For starters I stumbled upon this KB article: KB2520155: DNS Host record of a computer is deleted after you change the DNS server assignment But that didn’t seem to be applicable as we weren’t touching DNS server settings in any way.
As indicated in the beginning of the explanation there was a post with same problem: Serverfault.com: Disabling DNS registration on server 2008 R2 The solutions provided didn’t seem interesting to me. I tried the netsh command, but it was already set to “none”. Setting a registry key seemed to be a lot of hassle for something which should work right away. I was looking for either a hotfix or a proper way to configure it.
And then I stumbled upon this: Social Technet: Single machine will register all IP addresses in DNS - want to register only one
This led to the following KB articles:
· Vista/ Windows 2008: KB975808: All IP addresses are registered on the DNS servers when the IP addresses are assigned to one network adapter on a computer that is running Windows Server 2008 SP2 or Windows Vista SP2
· Win 7/ Windows 2008 R2: KB2386184: IP addresses are still registered on the DNS servers even if the IP addresses are not used for outgoing traffic on a computer that is running Windows 7 or Windows Server 2008 R2
As far as Win7/ Windows 2008 R2 is included, this hotfix is included in SP1.
After you install this hotfix, you can assign IP addresses that will not be registered for outgoing traffic on the DNS servers by using a new flag of the netsh command. This new flag is the skipassource flag.
>> This makes me wonder if this only affects DNS registration or also “outgoing TCP/IP traffic”: e.g. can we assume that all outgoing traffic will use the primary IP? This would be useful in firewall scenario’s. From what I read here (Technet: Set-NetIPAddress> -SkipAsSource) I think it does.
Sidenote: IP Address selection for outgoing traffic (Blogs.technet.com: Source IP address selection on a Multi-Homed Windows Computer )
The server will use the 192.168.1.68 address because it has the longest matching prefix.
To see this more clearly, consider the IP addresses in binary:
11000000 10101000 00000001 00001110 = 192.168.1.14 (Bits matching the gateway = 25)

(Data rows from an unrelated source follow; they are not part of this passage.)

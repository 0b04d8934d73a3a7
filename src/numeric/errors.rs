// ============================================================================
// Numeric Errors
// Error types for fixed-point price and P&L arithmetic
// ============================================================================

use thiserror::Error;

/// Errors that can occur during fixed-point arithmetic.
#[derive(Debug, Clone, Copy, PartialEq, Eq, Hash, Error)]
pub enum NumericError {
    /// Result exceeded i64::MAX
    #[error("arithmetic overflow: result exceeded maximum value")]
    Overflow,
    /// Result below i64::MIN
    #[error("arithmetic underflow: result below minimum value")]
    Underflow,
    /// Value carries more decimal places than the fixed scale holds
    #[error("precision loss: value has more decimal places than supported")]
    PrecisionLoss,
    /// Input string or value is invalid
    #[error("invalid input: could not parse value")]
    InvalidInput,
}

/// Result type alias for numeric operations
pub type NumericResult<T> = Result<T, NumericError>;

#[cfg(test)]
mod tests {
    use super::*;

    #[test]
    fn test_error_display() {
        assert_eq!(
            NumericError::Overflow.to_string(),
            "arithmetic overflow: result exceeded maximum value"
        );
        assert_eq!(
            NumericError::PrecisionLoss.to_string(),
            "precision loss: value has more decimal places than supported"
        );
    }
}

11000000 10101000 00000001 01000100 = 192.168.1.68 (Bits matching the gateway = 26)
11000000 10101000 00000001 01111111 = 192.168.1.127 The 192.168.1.68 address has more matching high order bits with the gateway address 192.168.1.127. Therefore, it is used for off-link communication.
In order to use SkipAsSource we have to add additional address from the command line:
· Netsh int ipv4 add address <Interface Name> <ip address> <netmask> skipassource=true
In order to verify this we can execute the following command:
· Netsh int ipv4 show ipaddresses level=verbose
Important remark: there’s also a hotfix for this “feature”: KB2554859: The "skipassource" flag of IP addresses is cleared after you use the GUI to change IP settings of a network adapter in Windows 7 or in Windows Server 2008 R2 It seems that if you use the GUI to modify the “Register this connection’s addresses in DNS” setting it will actually clear the skipassource flag! This hotfix is NOT included in SP1.
Without knowing this already seems to be active for some servers! In fact it seems that Windows Failover Clustering uses this to avoid the “VIPs” to be registered as the hostname.
Contrary to most of my other blog posts this one isn’t as polished or a nice wrap-up, but still to me it has some valuable bits of information regarding DNS troubleshooting as such it goes into my personal archive.